Note that August traditionally is a constantly year minimum:

In [30]:
###   GENERATE INTERACTIVE PLOT   ###
source = df_dates_cn

# Create a selection that chooses the nearest point & selects based on x-value
nearest = alt.selection(type='single', nearest=True, on='mouseover',
                        fields=['month'], empty='none')

# The basic line
line = alt.Chart(source).mark_line(interpolate='basis').encode(
    x='month:T',
    y='recuento_insolvencias:Q'
)

# Transparent selectors across the chart.
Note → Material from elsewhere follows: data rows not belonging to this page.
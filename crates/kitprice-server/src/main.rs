use std::net::SocketAddr;
use std::sync::Arc;

use anyhow::{Context, Result};
use kitprice_platform::ServiceConfig;
use kitprice_server::{AppState, router};
use kitprice_store::InMemoryWorksheetStore;
use tracing::info;

#[tokio::main]
async fn main() -> Result<()> {
    tracing_subscriber::fmt()
        .with_env_filter(
            std::env::var("RUST_LOG").unwrap_or_else(|_| "kitprice_server=info".to_string()),
        )
        .init();

    let config = ServiceConfig::from_env("0.0.0.0:8095")?;
    let store = Arc::new(InMemoryWorksheetStore::new(config.max_worksheets));
    let state = AppState::new(store, &config);

    let addr: SocketAddr = config
        .http_addr
        .parse()
        .with_context(|| format!("HTTP_ADDR {:?} is not a socket address", config.http_addr))?;
    info!(
        default_rows = config.default_rows,
        max_rows = config.max_rows,
        max_worksheets = config.max_worksheets,
        "kit price service listening on {}",
        addr
    );

    let listener = tokio::net::TcpListener::bind(addr).await?;
    axum::serve(listener, router(state)).await?;

    Ok(())
}
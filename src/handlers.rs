// region:    --- Imports
use crate::bidding::commands::{
    handle_create_auction as command_create_auction, handle_place_bid as command_place_bid,
    CreateAuctionCommand, PlaceBidCommand,
};
use crate::database::DatabaseManager;
use crate::query;
use crate::query::handlers::AuctionFilter;
use axum::extract::{Path, Query, State};
use axum::http::StatusCode;
use axum::response::IntoResponse;
use axum::Json;
use serde::Deserialize;
use std::sync::Arc;
use tracing::info;

// endregion: --- Imports

// region:    --- Command Handlers

/// 경매 등록 요청 처리
pub async fn handle_create_auction(
    State(db_manager): State<Arc<DatabaseManager>>,
    Json(cmd): Json<CreateAuctionCommand>,
) -> impl IntoResponse {
    info!("{:<12} --> 경매 등록 요청 처리 시작: {:?}", "Command", cmd);

    match command_create_auction(cmd, &db_manager).await {
        Ok(auction) => (StatusCode::CREATED, Json(auction)).into_response(),
        Err(e) => (StatusCode::BAD_REQUEST, Json(e)).into_response(),
    }
}

/// 입찰 요청 처리
pub async fn handle_bid(
    State(db_manager): State<Arc<DatabaseManager>>,
    Json(cmd): Json<PlaceBidCommand>,
) -> impl IntoResponse {
    info!("{:<12} --> 입찰 요청 처리 시작: {:?}", "Command", cmd);

    match command_place_bid(cmd, &db_manager).await {
        Ok(accepted) => (
            StatusCode::OK,
            Json(serde_json::json!({
                "message": "입찰이 성공적으로 처리되었습니다.",
                "current_price": accepted.current_price,
                "bid_amount": accepted.bid_amount
            })),
        )
            .into_response(),
        Err(e) => (StatusCode::BAD_REQUEST, Json(e)).into_response(),
    }
}

// endregion: --- Command Handlers

// region:    --- Query Handlers

/// 경매 조회 (판정 상태로 보정)
pub async fn handle_get_auction(
    State(db_manager): State<Arc<DatabaseManager>>,
    Path(auction_id): Path<i64>,
) -> impl IntoResponse {
    info!("{:<12} --> 경매 조회 id: {}", "HandlerQuery", auction_id);
    match query::handlers::get_auction(&db_manager, auction_id).await {
        Ok(auction) => Json(auction).into_response(),
        Err(sqlx::Error::RowNotFound) => (
            StatusCode::NOT_FOUND,
            Json(serde_json::json!({
                "error": "존재하지 않는 경매입니다.",
                "code": "AUCTION_NOT_FOUND"
            })),
        )
            .into_response(),
        Err(e) => (StatusCode::INTERNAL_SERVER_ERROR, e.to_string()).into_response(),
    }
}

/// 경매 목록 조회
pub async fn handle_list_auctions(
    State(db_manager): State<Arc<DatabaseManager>>,
    Query(filter): Query<AuctionFilter>,
) -> impl IntoResponse {
    info!("{:<12} --> 경매 목록 조회: {:?}", "HandlerQuery", filter);
    match query::handlers::list_auctions(&db_manager, &filter).await {
        Ok(auctions) => Json(auctions).into_response(),
        Err(e) => (StatusCode::INTERNAL_SERVER_ERROR, e.to_string()).into_response(),
    }
}

/// 내 입찰 목록 조회
pub async fn handle_get_my_bids(
    State(db_manager): State<Arc<DatabaseManager>>,
    Path(bidder_id): Path<i64>,
) -> impl IntoResponse {
    info!(
        "{:<12} --> 내 입찰 목록 조회 bidder: {}",
        "HandlerQuery", bidder_id
    );
    match query::handlers::get_my_bids(&db_manager, bidder_id).await {
        Ok(bids) => Json(bids).into_response(),
        Err(e) => (StatusCode::INTERNAL_SERVER_ERROR, e.to_string()).into_response(),
    }
}

/// 내 낙찰 목록 조회
pub async fn handle_get_my_wins(
    State(db_manager): State<Arc<DatabaseManager>>,
    Path(bidder_id): Path<i64>,
) -> impl IntoResponse {
    info!(
        "{:<12} --> 내 낙찰 목록 조회 bidder: {}",
        "HandlerQuery", bidder_id
    );
    match query::handlers::get_my_wins(&db_manager, bidder_id).await {
        Ok(wins) => Json(wins).into_response(),
        Err(e) => (StatusCode::INTERNAL_SERVER_ERROR, e.to_string()).into_response(),
    }
}

/// 낙찰자 조회 (공개용 최소 정보)
pub async fn handle_get_winner(
    State(db_manager): State<Arc<DatabaseManager>>,
    Path(auction_id): Path<i64>,
) -> impl IntoResponse {
    info!("{:<12} --> 낙찰자 조회 id: {}", "HandlerQuery", auction_id);
    match query::handlers::get_winner_public(&db_manager, auction_id).await {
        Ok(Some(winner)) => Json(winner).into_response(),
        Ok(None) => (
            StatusCode::NOT_FOUND,
            Json(serde_json::json!({
                "error": "낙찰자가 없습니다.",
                "code": "NO_WINNER"
            })),
        )
            .into_response(),
        Err(e) => (StatusCode::INTERNAL_SERVER_ERROR, e.to_string()).into_response(),
    }
}

/// 낙찰자 상세 조회 쿼리 파라미터
/// 요청자 신원 확인은 별도 인증 서비스 담당, 여기서는 관계만 검사한다
#[derive(Debug, Deserialize)]
pub struct WinnerDetailParams {
    pub requester_id: i64,
}

/// 낙찰자 조회 (상세, 낙찰자 본인 또는 판매자 전용)
pub async fn handle_get_winner_detail(
    State(db_manager): State<Arc<DatabaseManager>>,
    Path(auction_id): Path<i64>,
    Query(params): Query<WinnerDetailParams>,
) -> impl IntoResponse {
    info!(
        "{:<12} --> 낙찰자 상세 조회 id: {} requester: {}",
        "HandlerQuery", auction_id, params.requester_id
    );

    let auction = match query::handlers::get_auction_row(&db_manager, auction_id).await {
        Ok(auction) => auction,
        Err(sqlx::Error::RowNotFound) => {
            return (
                StatusCode::NOT_FOUND,
                Json(serde_json::json!({
                    "error": "존재하지 않는 경매입니다.",
                    "code": "AUCTION_NOT_FOUND"
                })),
            )
                .into_response()
        }
        Err(e) => return (StatusCode::INTERNAL_SERVER_ERROR, e.to_string()).into_response(),
    };

    let winner = match query::handlers::get_winner(&db_manager, auction_id).await {
        Ok(Some(winner)) => winner,
        Ok(None) => {
            return (
                StatusCode::NOT_FOUND,
                Json(serde_json::json!({
                    "error": "낙찰자가 없습니다.",
                    "code": "NO_WINNER"
                })),
            )
                .into_response()
        }
        Err(e) => return (StatusCode::INTERNAL_SERVER_ERROR, e.to_string()).into_response(),
    };

    if params.requester_id != winner.bidder_id && params.requester_id != auction.seller_id {
        return (
            StatusCode::FORBIDDEN,
            Json(serde_json::json!({
                "error": "낙찰자 본인 또는 판매자만 조회할 수 있습니다.",
                "code": "FORBIDDEN"
            })),
        )
            .into_response();
    }

    Json(winner).into_response()
}

// endregion: --- Query Handlers
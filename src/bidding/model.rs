use chrono::{DateTime, Utc};
use serde::{Deserialize, Serialize};

// 경매 모델
#[derive(Debug, Serialize, Deserialize, sqlx::FromRow)]
pub struct Auction {
    pub id: i64,
    pub title: String,
    pub category: String,
    pub description: String,
    pub image_url: Option<String>,
    pub base_price: i64,
    pub current_price: i64,
    pub start_time: DateTime<Utc>,
    pub end_time: DateTime<Utc>,
    pub status: String,
    pub seller_id: i64,
    // 최고 입찰 스냅샷 (입찰이 없으면 NULL)
    pub highest_bidder_id: Option<i64>,
    pub highest_bid_amount: Option<i64>,
    pub highest_bid_time: Option<DateTime<Utc>>,
    // 종료 처리 시각 (ENDED 상태에서만 설정, 한 번만 기록)
    pub ended_at: Option<DateTime<Utc>>,
    pub created_at: DateTime<Utc>,
}

// 입찰 모델: (auction_id, bidder_id) 쌍당 한 행만 유지하고 상향 입찰 시 덮어쓴다
#[derive(Debug, Serialize, Deserialize, sqlx::FromRow)]
pub struct Bid {
    pub id: i64,
    pub auction_id: i64,
    pub bidder_id: i64,
    pub amount: i64,
    pub placed_at: DateTime<Utc>,
}

// 낙찰자 모델: 경매당 최대 한 행 (auction_id UNIQUE)
#[derive(Debug, Serialize, Deserialize, sqlx::FromRow)]
pub struct Winner {
    pub id: i64,
    pub auction_id: i64,
    pub bidder_id: i64,
    pub amount: i64,
    pub purchase_deadline: DateTime<Utc>,
    pub purchase_status: String,
    pub payment_id: Option<i64>,
    pub created_at: DateTime<Utc>,
}

// 내 입찰 목록 조회용 (입찰 행 + 해당 경매 요약)
#[derive(Debug, Serialize, Deserialize, sqlx::FromRow)]
pub struct BidSummary {
    pub auction_id: i64,
    pub title: String,
    pub category: String,
    pub status: String,
    pub current_price: i64,
    pub start_time: DateTime<Utc>,
    pub end_time: DateTime<Utc>,
    pub my_amount: i64,
    pub placed_at: DateTime<Utc>,
}

// 낙찰자 공개 조회용 (구매 기한/결제 정보는 제외)
#[derive(Debug, Serialize, Deserialize, sqlx::FromRow)]
pub struct WinnerPublic {
    pub auction_id: i64,
    pub bidder_id: i64,
    pub amount: i64,
}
This is what tells us
# the x-value of the cursor
selectors = alt.Chart(source).mark_point().encode(
    x='month:T',
    opacity=alt.value(0),
).add_selection(
    nearest
)

# Draw points on the line, and highlight based on selection
points = line.mark_point().encode(
    opacity=alt.condition(nearest, alt.value(1), alt.value(0))
)

# Draw text labels near the points, and highlight based on selection
text = line.mark_text(align='left', dx=2, dy=-2).encode(
    text=alt.condition(nearest, 'month:T', alt.value(' '))
)

# Draw a rule at the location of the selection
rules = alt.Chart(source).mark_rule(color='gray').encode(
    x='month:T',
).transform_filter(
    nearest
)

# Put the five layers into a chart and bind the data
chart2 = alt.layer(
    line, selectors, points, rules, text
).properties(
    width=600, height=300
)

#chart2.save(export_file + '_interactive.html')
chart2
#print("Interactive plot has been successfully saved at " + export_file + '_interactive.html')



In [37]:
df_provinces = pd.DataFrame(df.groupby(['province']).size().reset_index("province"))
df_provinces = df_provinces.rename(columns = {0:"count_of_bankruptcies"})
df_provinces = df_provinces.sort_values("count_of_bankruptcies", ascending = False)
df_provinces

Unnamed: 0,province,count_of_bankruptcies
7,Barcelona,12176
47,Valencia,5524
33,Murcia,5373
51,Zaragoza,4757
34,Málaga,4552
5,Asturias,3154
11,Castellón,1957
46,Toledo,1759
38,Pontevedra,1576
2,Alicante,1509


## Bankruptcies by Province

It seems that the data is very focused on Barcleona:


In [33]:
import altair as alt
import pandas as pd


alt.Chart(df_provinces).mark_bar().encode(
    y='count_of_bankruptcies:Q',
    x=alt.Y('province:N', sort='-y'),
    tooltip = ['province','count_of_bankruptcies']
)

## Bankruptcies by Province

- Barcelona keeps most of the Bankruptcies, it doubles the following Province (Valencia).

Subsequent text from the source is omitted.